A few hundred miles down the pacific coast in California’s San Francisco Bay Area, a slew of late-night burglaries at dispensaries and warehouses are targeting massive amounts of wholesale and retail cannabis products, threatening to run some companies out of business altogether. In one instance from San Francisco in late 2021, security footage shows police officers arriving at the scene of an active burglary but refusing to stop, arrest, or interact with the robbers at all. That clear disrespect from law enforcement has left legal cannabis operators worried that they will simply be left out to dry while they are repeatedly taken advantage of.
“This one it really made me angry,” The owner of the business, Tariq Mizyed Alazraie, who said his business had been broken into five times, told the SF Chronicle. “It was only one car, it was three people, they had no weapons. But for the observer, if you watched what took place, you would think the police were in on it. It was just weird, it would make you angry when you watch it.”

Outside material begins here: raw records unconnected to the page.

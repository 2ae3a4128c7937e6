//! Git Command Runner — the single seam through which every `git` subprocess
//! invocation passes.
//!
//! Built on `tokio::process::Command` rather than the blocking
//! `std::process::Command` so the worker pool never blocks a runtime thread
//! on a slow clone. Transient network failures get exponential-backoff
//! retries; everything else is classified from stderr and returned as-is.

use std::path::Path;
use std::time::Duration;

use tokio::process::Command;

use crate::error::{BackupError, Result};
use crate::logging::Logger;

const MAX_NETWORK_RETRIES: u32 = 3;
const RETRY_BASE_DELAY: Duration = Duration::from_secs(2);

/// Substrings in git's stderr that indicate a transient, retriable network
/// problem rather than a permanent one.
const TRANSIENT_MARKERS: &[&str] = &[
    "could not resolve host",
    "connection refused",
    "connection reset",
    "timed out",
    "timeout",
    "temporary failure in name resolution",
    "the remote end hung up unexpectedly",
];

const AUTH_MARKERS: &[&str] = &[
    "authentication failed",
    "permission denied",
    "403",
    "401",
    "invalid username or password",
];

const PROTOCOL_MARKERS: &[&str] = &["repository not found", "could not read from remote repository", "not a git repository"];

/// Classify a git subprocess's stderr into an [`ErrorKind`](crate::error::ErrorKind)-shaped
/// error before it's logged or reported anywhere.
fn classify_failure(stderr: &str) -> BackupError {
    let lower = stderr.to_lowercase();
    if AUTH_MARKERS.iter().any(|m| lower.contains(m)) {
        return BackupError::auth(condense(stderr));
    }
    if TRANSIENT_MARKERS.iter().any(|m| lower.contains(m)) {
        return BackupError::network(condense(stderr));
    }
    if PROTOCOL_MARKERS.iter().any(|m| lower.contains(m)) {
        return BackupError::protocol(condense(stderr));
    }
    BackupError::git_tool(condense(stderr))
}

fn is_transient(stderr: &str) -> bool {
    let lower = stderr.to_lowercase();
    TRANSIENT_MARKERS.iter().any(|m| lower.contains(m))
}

/// Collapse a (possibly noisy) multi-line stderr into at most 5 lines,
/// joined for a single-line log/error message.
fn condense(stderr: &str) -> String {
    let lines: Vec<&str> = stderr
        .lines()
        .map(str::trim)
        .filter(|l| !l.is_empty())
        .take(5)
        .collect();
    if lines.is_empty() {
        "git command failed with no stderr output".to_string()
    } else {
        lines.join("; ")
    }
}

/// The single component permitted to spawn `git`. Every method corresponds
/// to exactly one line of the fixed subprocess surface.
pub struct GitTool {
    logger: Logger,
}

impl GitTool {
    pub fn new(logger: Logger) -> Self {
        Self { logger }
    }

    async fn run(&self, args: &[&str], cwd: Option<&Path>) -> Result<String> {
        self.run_with_retry(args, cwd, 0).await
    }

    async fn run_with_retry(&self, args: &[&str], cwd: Option<&Path>, attempt: u32) -> Result<String> {
        let mut command = Command::new("git");
        command.args(args);
        if let Some(cwd) = cwd {
            command.current_dir(cwd);
        }
        self.logger.debug(&format!("git {}", args.join(" ")));

        let output = command
            .output()
            .await
            .map_err(|e| BackupError::git_tool(format!("failed to spawn git: {e}")))?;

        if output.status.success() {
            return Ok(String::from_utf8_lossy(&output.stdout).into_owned());
        }

        let stderr = String::from_utf8_lossy(&output.stderr);
        if is_transient(&stderr) && attempt < MAX_NETWORK_RETRIES {
            let delay = RETRY_BASE_DELAY * 2u32.pow(attempt);
            self.logger
                .warn(&format!("transient git failure, retrying in {delay:?}: {}", condense(&stderr)));
            tokio::time::sleep(delay).await;
            return Box::pin(self.run_with_retry(args, cwd, attempt + 1)).await;
        }

        Err(classify_failure(&stderr))
    }

    pub async fn clone_mirror(&self, url: &str, dest: &Path) -> Result<()> {
        self.run(&["clone", "--mirror", url, dest.to_string_lossy().as_ref()], None)
            .await
            .map(|_| ())
    }

    pub async fn bundle_create_all(&self, repo_dir: &Path, bundle_path: &Path) -> Result<()> {
        self.run(&["bundle", "create", &bundle_path.to_string_lossy(), "--all"], Some(repo_dir))
            .await
            .map(|_| ())
    }

    /// Parses `git count-objects -v` output to decide emptiness: a mirror
    /// with zero total objects and no packs has nothing worth bundling.
    pub async fn is_empty_repository(&self, repo_dir: &Path) -> Result<bool> {
        let stdout = self.run(&["count-objects", "-v"], Some(repo_dir)).await?;
        let mut count = 0u64;
        let mut in_pack = 0u64;
        for line in stdout.lines() {
            if let Some(value) = line.strip_prefix("count: ") {
                count = value.trim().parse().unwrap_or(0);
            } else if let Some(value) = line.strip_prefix("in-pack: ") {
                in_pack = value.trim().parse().unwrap_or(0);
            }
        }
        Ok(count == 0 && in_pack == 0)
    }

    pub async fn ls_remote(&self, url: &str) -> Result<String> {
        self.run(&["ls-remote", url], None).await
    }

    pub async fn bundle_list_heads(&self, bundle_path: &Path) -> Result<String> {
        self.run(&["bundle", "list-heads", &bundle_path.to_string_lossy()], None).await
    }

    pub async fn lfs_fetch_all(&self, repo_dir: &Path) -> Result<()> {
        self.run(&["lfs", "fetch", "--all"], Some(repo_dir)).await.map(|_| ())
    }
}
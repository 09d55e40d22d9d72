//! Driver configuration
//!
//! The controller is normally reachable through a stable udev symlink
//! (`/dev/GridPlus0`), but both the name and the directory are injectable so
//! systems with a different naming scheme, or tests substituting a simulated
//! device, can point the driver elsewhere.

use serde::{Deserialize, Serialize};
use std::path::PathBuf;

use crate::board::{BoardConfig, DefaultBoard};

/// Returns the default path for the driver configuration file.
///
/// Uses XDG config directory if available:
/// - Linux/macOS: `~/.config/gridfan/config.toml`
/// - Fallback: `/etc/gridfan/config.toml`
pub fn default_config_path() -> PathBuf {
    dirs::config_dir()
        .unwrap_or_else(|| PathBuf::from("/etc"))
        .join("gridfan")
        .join("config.toml")
}

fn default_device_name() -> String {
    DefaultBoard::DEVICE_NAME.to_string()
}

fn default_device_dir() -> PathBuf {
    PathBuf::from("/dev")
}

fn default_read_timeout_ms() -> u64 {
    DefaultBoard::READ_TIMEOUT_MS
}

fn default_write_timeout_ms() -> u64 {
    DefaultBoard::WRITE_TIMEOUT_MS
}

/// Driver configuration
///
/// Loaded once before the serial port is opened and immutable afterwards.
#[derive(Debug, Clone, Serialize, Deserialize)]
pub struct DriverConfig {
    /// Device node name, e.g. `GridPlus0`
    #[serde(default = "default_device_name")]
    pub device_name: String,

    /// Directory the device node resides in, e.g. `/dev`
    #[serde(default = "default_device_dir")]
    pub device_dir: PathBuf,

    /// Read timeout in milliseconds
    #[serde(default = "default_read_timeout_ms")]
    pub read_timeout_ms: u64,

    /// Write timeout in milliseconds
    #[serde(default = "default_write_timeout_ms")]
    pub write_timeout_ms: u64,
}

impl Default for DriverConfig {
    fn default() -> Self {
        Self {
            device_name: default_device_name(),
            device_dir: default_device_dir(),
            read_timeout_ms: default_read_timeout_ms(),
            write_timeout_ms: default_write_timeout_ms(),
        }
    }
}

impl DriverConfig {
    /// Create a configuration for a device at an explicit location.
    pub fn with_device(device_name: impl Into<String>, device_dir: impl Into<PathBuf>) -> Self {
        Self {
            device_name: device_name.into(),
            device_dir: device_dir.into(),
            ..Default::default()
        }
    }

    /// Full path to the device node.
    pub fn device_path(&self) -> PathBuf {
        self.device_dir.join(&self.device_name)
    }

    /// Parse DriverConfig from TOML string.
    pub fn from_toml(content: &str) -> Result<Self, toml::de::Error> {
        toml::from_str(content)
    }

    /// Serialize DriverConfig to TOML string.
    pub fn to_toml(&self) -> Result<String, toml::ser::Error> {
        toml::to_string_pretty(self)
    }
}

#[cfg(test)]
mod tests {
    use super::*;

    #[test]
    fn test_default_config() {
        let config = DriverConfig::default();
        assert_eq!(config.device_name, "GridPlus0");
        assert_eq!(config.device_path(), PathBuf::from("/dev/GridPlus0"));
        assert_eq!(config.read_timeout_ms, 2000);
        assert_eq!(config.write_timeout_ms, 4000);
    }

    #[test]
    fn test_with_device_overrides_path() {
        let config = DriverConfig::with_device("ttyUSB3", "/dev/serial/by-id");
        assert_eq!(
            config.device_path(),
            PathBuf::from("/dev/serial/by-id/ttyUSB3")
        );
        // Timeouts keep their defaults
        assert_eq!(config.read_timeout_ms, 2000);
    }

    #[test]
    fn test_config_toml_round_trip() {
        let config = DriverConfig::with_device("GridPlus1", "/dev");
        let toml_str = config.to_toml().unwrap();
        assert!(toml_str.contains("device_name"));

        let parsed = DriverConfig::from_toml(&toml_str).unwrap();
        assert_eq!(parsed.device_name, "GridPlus1");
    }

    #[test]
    fn test_config_partial_toml_uses_defaults() {
        let parsed = DriverConfig::from_toml(r#"device_name = "GridPlus2""#).unwrap();
        assert_eq!(parsed.device_name, "GridPlus2");
        assert_eq!(parsed.device_dir, PathBuf::from("/dev"));
        assert_eq!(parsed.read_timeout_ms, 2000);
    }

    #[test]
    fn test_default_config_path_is_toml() {
        let path = default_config_path();
        assert_eq!(path.extension().and_then(|e| e.to_str()), Some("toml"));
        assert!(path.ends_with("gridfan/config.toml"));
    }
}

Further down the California coast, an armored vehicle company that transports cash for cannabis companies is now involved in a lawsuit targeting law enforcement officers who they say routinely pulled the trucks over and seized the cash with no legal reasoning.
Back in Washington, police say they are paying attention to the robberies, but that the presence of untraceable cash makes it hard to catch the suspects.
“It certainly is a concern of ours,” King County Sheriff’s Office Sgt. Tim Meyer told the Tribune. “Certainly, the word is on the street that these dispensaries hold a fair bit of cash, and in some cases, folks are willing to risk their freedom to get it. It is a concern of ours, and we really are hopeful that there’s going to be a systemic change that’s going to let us get in there and fix that. We’ve got to get the cash out of the business.”
Despite years of trying, Congress has yet to pass the SAFE Banking Act that would remove the barriers blocking banks from doing business with legal weed companies, and until that disconnect is fixed – and until dispensaries are afforded the same law enforcement protection that other small businesses are given – it appears that the trend of dispensary robberies is still far from over.